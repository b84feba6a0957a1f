//! I/O 抽象层.
//!
//! 对标 FFmpeg 的 `AVIOContext`, 提供统一的读写接口,
//! 支持文件、内存缓冲区以及不可 seek 的管道输入.

use std::io::{self, Read, Seek, Write};

use byteorder::{ByteOrder, LittleEndian};
use vocal_core::{VocalError, VocalResult};

/// I/O 上下文
///
/// 封装底层 I/O 操作, 为解封装器/封装器提供统一的数据读写接口.
pub struct IoContext {
    /// 内部 I/O 实现
    inner: Box<dyn IoBackend>,
    /// 读缓冲区
    buffer: Vec<u8>,
    /// 缓冲区中的有效数据长度
    buf_len: usize,
    /// 缓冲区当前读取位置
    buf_pos: usize,
}

/// I/O 后端 trait
///
/// 实现此 trait 以支持不同的 I/O 来源.
pub trait IoBackend: Send {
    /// 读取数据到缓冲区
    fn read(&mut self, buf: &mut [u8]) -> io::Result<usize>;
    /// 全部写入
    fn write_all(&mut self, buf: &[u8]) -> io::Result<()>;
    /// 定位 (seek)
    fn seek(&mut self, pos: io::SeekFrom) -> io::Result<u64>;
    /// 获取当前位置
    fn position(&mut self) -> io::Result<u64>;
    /// 获取总大小 (如果可知)
    fn size(&self) -> Option<u64>;
    /// 是否支持 seek
    fn is_seekable(&self) -> bool;
}

/// 默认缓冲区大小 (32 KB)
const DEFAULT_BUFFER_SIZE: usize = 32 * 1024;

impl IoContext {
    /// 从 I/O 后端创建上下文
    pub fn new(backend: Box<dyn IoBackend>) -> Self {
        Self {
            inner: backend,
            buffer: vec![0u8; DEFAULT_BUFFER_SIZE],
            buf_len: 0,
            buf_pos: 0,
        }
    }

    /// 从文件路径打开 (只读)
    pub fn open_read(path: &str) -> VocalResult<Self> {
        let file = std::fs::File::open(path)?;
        Ok(Self::new(Box::new(FileBackend::new(file))))
    }

    /// 从文件路径打开 (写入)
    pub fn open_write(path: &str) -> VocalResult<Self> {
        let file = std::fs::File::create(path)?;
        Ok(Self::new(Box::new(FileBackend::new(file))))
    }

    /// 从任意只读数据源打开 (不可 seek, 如标准输入)
    pub fn from_reader(reader: impl Read + Send + 'static) -> Self {
        Self::new(Box::new(ReaderBackend::new(reader)))
    }

    // ========================
    // 读取方法
    // ========================

    /// 从底层重新填充读缓冲区, 返回读到的字节数
    fn fill_buffer(&mut self) -> VocalResult<usize> {
        self.buf_pos = 0;
        self.buf_len = self.inner.read(&mut self.buffer)?;
        Ok(self.buf_len)
    }

    /// 读取指定字节数, 数据不足时返回 `VocalError::Eof`
    pub fn read_exact(&mut self, buf: &mut [u8]) -> VocalResult<()> {
        let got = self.read_into(buf)?;
        if got < buf.len() {
            return Err(VocalError::Eof);
        }
        Ok(())
    }

    /// 尽量填满 `buf`, 返回实际读取的字节数 (到达末尾时可能不足)
    fn read_into(&mut self, buf: &mut [u8]) -> VocalResult<usize> {
        let mut total_read = 0;
        while total_read < buf.len() {
            let buffered = self.buf_len - self.buf_pos;
            if buffered > 0 {
                let to_copy = buffered.min(buf.len() - total_read);
                buf[total_read..total_read + to_copy]
                    .copy_from_slice(&self.buffer[self.buf_pos..self.buf_pos + to_copy]);
                self.buf_pos += to_copy;
                total_read += to_copy;
            } else if self.fill_buffer()? == 0 {
                break;
            }
        }
        Ok(total_read)
    }

    /// 读取 1 个字节
    pub fn read_u8(&mut self) -> VocalResult<u8> {
        let mut buf = [0u8; 1];
        self.read_exact(&mut buf)?;
        Ok(buf[0])
    }

    /// 读取 u16 小端
    pub fn read_u16_le(&mut self) -> VocalResult<u16> {
        let mut buf = [0u8; 2];
        self.read_exact(&mut buf)?;
        Ok(LittleEndian::read_u16(&buf))
    }

    /// 读取 u24 小端 (3 字节无符号整数)
    pub fn read_u24_le(&mut self) -> VocalResult<u32> {
        let mut buf = [0u8; 3];
        self.read_exact(&mut buf)?;
        Ok(LittleEndian::read_u24(&buf))
    }

    /// 读取 u32 小端
    pub fn read_u32_le(&mut self) -> VocalResult<u32> {
        let mut buf = [0u8; 4];
        self.read_exact(&mut buf)?;
        Ok(LittleEndian::read_u32(&buf))
    }

    /// 读取指定数量的字节
    pub fn read_bytes(&mut self, count: usize) -> VocalResult<Vec<u8>> {
        let mut buf = vec![0u8; count];
        self.read_exact(&mut buf)?;
        Ok(buf)
    }

    /// 最多读取 `count` 个字节
    ///
    /// 到达流末尾时返回较短的数据; 一个字节都读不到时返回 `VocalError::Eof`.
    pub fn read_up_to(&mut self, count: usize) -> VocalResult<Vec<u8>> {
        let mut buf = vec![0u8; count];
        let got = self.read_into(&mut buf)?;
        if got == 0 && count > 0 {
            return Err(VocalError::Eof);
        }
        buf.truncate(got);
        Ok(buf)
    }

    /// 跳过指定字节数
    pub fn skip(&mut self, count: u64) -> VocalResult<()> {
        let buffered = (self.buf_len - self.buf_pos) as u64;
        if count <= buffered {
            self.buf_pos += count as usize;
            return Ok(());
        }

        let remaining = count - buffered;
        self.buf_pos = self.buf_len;

        if self.inner.is_seekable() {
            let offset = i64::try_from(remaining)
                .map_err(|_| VocalError::InvalidArgument(format!("跳过字节数过大: {count}")))?;
            self.inner.seek(io::SeekFrom::Current(offset))?;
        } else {
            // 逐块丢弃读取的数据
            let mut left = remaining;
            while left > 0 {
                let to_read = left.min(self.buffer.len() as u64) as usize;
                let got = self.inner.read(&mut self.buffer[..to_read])?;
                if got == 0 {
                    self.buf_pos = 0;
                    self.buf_len = 0;
                    return Err(VocalError::Eof);
                }
                left -= got as u64;
            }
            self.buf_pos = 0;
            self.buf_len = 0;
        }
        Ok(())
    }

    // ========================
    // 写入方法
    // ========================

    /// 写入全部数据
    pub fn write_all(&mut self, buf: &[u8]) -> VocalResult<()> {
        self.inner.write_all(buf)?;
        Ok(())
    }

    /// 写入 u8
    pub fn write_u8(&mut self, v: u8) -> VocalResult<()> {
        self.write_all(&[v])
    }

    /// 写入 u16 小端
    pub fn write_u16_le(&mut self, v: u16) -> VocalResult<()> {
        self.write_all(&v.to_le_bytes())
    }

    /// 写入 u24 小端, 超出 24 位的值报错
    pub fn write_u24_le(&mut self, v: u32) -> VocalResult<()> {
        if v > 0x00FF_FFFF {
            return Err(VocalError::InvalidArgument(format!(
                "数值超出 24 位范围: {v}"
            )));
        }
        let mut buf = [0u8; 3];
        LittleEndian::write_u24(&mut buf, v);
        self.write_all(&buf)
    }

    /// 写入 u32 小端
    pub fn write_u32_le(&mut self, v: u32) -> VocalResult<()> {
        self.write_all(&v.to_le_bytes())
    }

    // ========================
    // 定位方法
    // ========================

    /// 定位 (seek)
    ///
    /// 注意: seek 会清空读缓冲区.
    pub fn seek(&mut self, pos: io::SeekFrom) -> VocalResult<u64> {
        self.buf_pos = 0;
        self.buf_len = 0;
        Ok(self.inner.seek(pos)?)
    }

    /// 获取当前位置
    ///
    /// 考虑读缓冲区中尚未消耗的数据量.
    pub fn position(&mut self) -> VocalResult<u64> {
        let raw_pos = self.inner.position()?;
        let buffered = (self.buf_len - self.buf_pos) as u64;
        Ok(raw_pos - buffered)
    }

    /// 是否支持随机访问
    pub fn is_seekable(&self) -> bool {
        self.inner.is_seekable()
    }

    /// 获取总大小
    pub fn size(&self) -> Option<u64> {
        self.inner.size()
    }
}

/// 文件 I/O 后端
struct FileBackend {
    file: std::fs::File,
    size: Option<u64>,
}

impl FileBackend {
    fn new(file: std::fs::File) -> Self {
        let size = file.metadata().ok().map(|m| m.len());
        Self { file, size }
    }
}

impl IoBackend for FileBackend {
    fn read(&mut self, buf: &mut [u8]) -> io::Result<usize> {
        self.file.read(buf)
    }

    fn write_all(&mut self, buf: &[u8]) -> io::Result<()> {
        self.file.write_all(buf)?;
        let end = self.file.stream_position()?;
        if self.size.is_none_or(|s| end > s) {
            self.size = Some(end);
        }
        Ok(())
    }

    fn seek(&mut self, pos: io::SeekFrom) -> io::Result<u64> {
        self.file.seek(pos)
    }

    fn position(&mut self) -> io::Result<u64> {
        self.file.stream_position()
    }

    fn size(&self) -> Option<u64> {
        self.size
    }

    fn is_seekable(&self) -> bool {
        true
    }
}

/// 内存缓冲区 I/O 后端
///
/// 用于测试和内存中处理.
pub struct MemoryBackend {
    /// 数据缓冲区
    data: Vec<u8>,
    /// 当前位置
    pos: usize,
}

impl MemoryBackend {
    /// 从已有数据创建 (用于读取)
    pub fn from_data(data: Vec<u8>) -> Self {
        Self { data, pos: 0 }
    }

    /// 创建空缓冲区 (用于写入)
    pub fn new() -> Self {
        Self {
            data: Vec::new(),
            pos: 0,
        }
    }

    /// 获取内部数据的引用
    pub fn data(&self) -> &[u8] {
        &self.data
    }
}

impl Default for MemoryBackend {
    fn default() -> Self {
        Self::new()
    }
}

impl IoBackend for MemoryBackend {
    fn read(&mut self, buf: &mut [u8]) -> io::Result<usize> {
        let available = self.data.len().saturating_sub(self.pos);
        let to_read = buf.len().min(available);
        if to_read == 0 {
            return Ok(0);
        }
        buf[..to_read].copy_from_slice(&self.data[self.pos..self.pos + to_read]);
        self.pos += to_read;
        Ok(to_read)
    }

    fn write_all(&mut self, buf: &[u8]) -> io::Result<()> {
        if self.pos >= self.data.len() {
            self.data.resize(self.pos, 0);
            self.data.extend_from_slice(buf);
        } else {
            // 覆盖已有数据, 超出部分追加
            let overlap = (self.data.len() - self.pos).min(buf.len());
            self.data[self.pos..self.pos + overlap].copy_from_slice(&buf[..overlap]);
            self.data.extend_from_slice(&buf[overlap..]);
        }
        self.pos += buf.len();
        Ok(())
    }

    fn seek(&mut self, pos: io::SeekFrom) -> io::Result<u64> {
        let new_pos = match pos {
            io::SeekFrom::Start(offset) => offset as i64,
            io::SeekFrom::End(offset) => self.data.len() as i64 + offset,
            io::SeekFrom::Current(offset) => self.pos as i64 + offset,
        };
        if new_pos < 0 {
            return Err(io::Error::new(
                io::ErrorKind::InvalidInput,
                "seek 位置不能为负",
            ));
        }
        self.pos = new_pos as usize;
        Ok(self.pos as u64)
    }

    fn position(&mut self) -> io::Result<u64> {
        Ok(self.pos as u64)
    }

    fn size(&self) -> Option<u64> {
        Some(self.data.len() as u64)
    }

    fn is_seekable(&self) -> bool {
        true
    }
}

/// 只读流式 I/O 后端
///
/// 包装任意 `Read` (标准输入、管道、网络连接等), 只能顺序前进,
/// 不支持 seek, 总大小未知.
pub struct ReaderBackend<R> {
    reader: R,
    /// 已读取的字节数 (即当前位置)
    consumed: u64,
}

impl<R: Read + Send> ReaderBackend<R> {
    /// 包装一个只读数据源
    pub fn new(reader: R) -> Self {
        Self {
            reader,
            consumed: 0,
        }
    }
}

impl<R: Read + Send> IoBackend for ReaderBackend<R> {
    fn read(&mut self, buf: &mut [u8]) -> io::Result<usize> {
        let n = self.reader.read(buf)?;
        self.consumed += n as u64;
        Ok(n)
    }

    fn write_all(&mut self, _buf: &[u8]) -> io::Result<()> {
        Err(io::Error::new(
            io::ErrorKind::PermissionDenied,
            "只读流不支持写入",
        ))
    }

    fn seek(&mut self, _pos: io::SeekFrom) -> io::Result<u64> {
        Err(io::Error::new(
            io::ErrorKind::Unsupported,
            "流式输入不支持 seek",
        ))
    }

    fn position(&mut self) -> io::Result<u64> {
        Ok(self.consumed)
    }

    fn size(&self) -> Option<u64> {
        None
    }

    fn is_seekable(&self) -> bool {
        false
    }
}

#[cfg(test)]
mod tests {
    use super::*;

    fn memory_io(data: Vec<u8>) -> IoContext {
        IoContext::new(Box::new(MemoryBackend::from_data(data)))
    }

    #[test]
    fn test_小端整数读取() {
        let mut io = memory_io(vec![0x01, 0x34, 0x12, 0x56, 0x34, 0x12, 0x78, 0x56, 0x34, 0x12]);
        assert_eq!(io.read_u8().unwrap(), 0x01);
        assert_eq!(io.read_u16_le().unwrap(), 0x1234);
        assert_eq!(io.read_u24_le().unwrap(), 0x12_3456);
        assert_eq!(io.read_u32_le().unwrap(), 0x1234_5678);
        assert!(matches!(io.read_u8(), Err(VocalError::Eof)));
    }

    #[test]
    fn test_位置与跳过() {
        let mut io = memory_io((0u8..100).collect());
        io.skip(10).unwrap();
        assert_eq!(io.position().unwrap(), 10);
        assert_eq!(io.read_u8().unwrap(), 10);
        io.skip(50).unwrap();
        assert_eq!(io.read_u8().unwrap(), 61);
        assert_eq!(io.size(), Some(100));
    }

    #[test]
    fn test_读取不足时截断() {
        let mut io = memory_io(vec![1, 2, 3]);
        assert_eq!(io.read_up_to(10).unwrap(), vec![1, 2, 3]);
        assert!(matches!(io.read_up_to(10), Err(VocalError::Eof)));
        assert_eq!(io.read_up_to(0).unwrap(), Vec::<u8>::new());
    }

    #[test]
    fn test_流式后端不可_seek() {
        let data: Vec<u8> = (0u8..64).collect();
        let mut io = IoContext::from_reader(std::io::Cursor::new(data));
        assert!(!io.is_seekable());
        assert_eq!(io.size(), None);
        io.skip(40).unwrap();
        assert_eq!(io.position().unwrap(), 40);
        assert_eq!(io.read_u8().unwrap(), 40);
        assert!(io.seek(io::SeekFrom::Start(0)).is_err());
        assert!(matches!(io.skip(100), Err(VocalError::Eof)));
    }

    #[test]
    fn test_内存写入_u24() {
        let mut io = IoContext::new(Box::new(MemoryBackend::new()));
        io.write_u24_le(0x0A_0B0C).unwrap();
        assert!(io.write_u24_le(0x0100_0000).is_err());
        io.seek(io::SeekFrom::Start(0)).unwrap();
        assert_eq!(io.read_u24_le().unwrap(), 0x0A_0B0C);
    }

    #[test]
    fn test_文件读写() {
        let dir = tempfile::tempdir().unwrap();
        let path = dir.path().join("io.bin");
        let path = path.to_str().unwrap();

        let mut out = IoContext::open_write(path).unwrap();
        out.write_u32_le(0xDEAD_BEEF).unwrap();
        out.write_all(&[1, 2, 3]).unwrap();
        assert_eq!(out.size(), Some(7));
        drop(out);

        let mut input = IoContext::open_read(path).unwrap();
        assert!(input.is_seekable());
        assert_eq!(input.size(), Some(7));
        assert_eq!(input.read_u32_le().unwrap(), 0xDEAD_BEEF);
        input.seek(io::SeekFrom::Start(5)).unwrap();
        assert_eq!(input.read_up_to(8).unwrap(), vec![2, 3]);
    }
}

◆ What needs to be done ◆
Scan the lines above for "let mut io = memory_io(vec![1, 2, 3]);" and for "let data: Vec<u8>". Repeat exactly the line holding each of them and every line in between.

◆ Exercise result ◆
        let mut io = memory_io(vec![1, 2, 3]);
        assert_eq!(io.read_up_to(10).unwrap(), vec![1, 2, 3]);
        assert!(matches!(io.read_up_to(10), Err(VocalError::Eof)));
        assert_eq!(io.read_up_to(0).unwrap(), Vec::<u8>::new());
    }

    #[test]
    fn test_流式后端不可_seek() {
        let data: Vec<u8> = (0u8..64).collect();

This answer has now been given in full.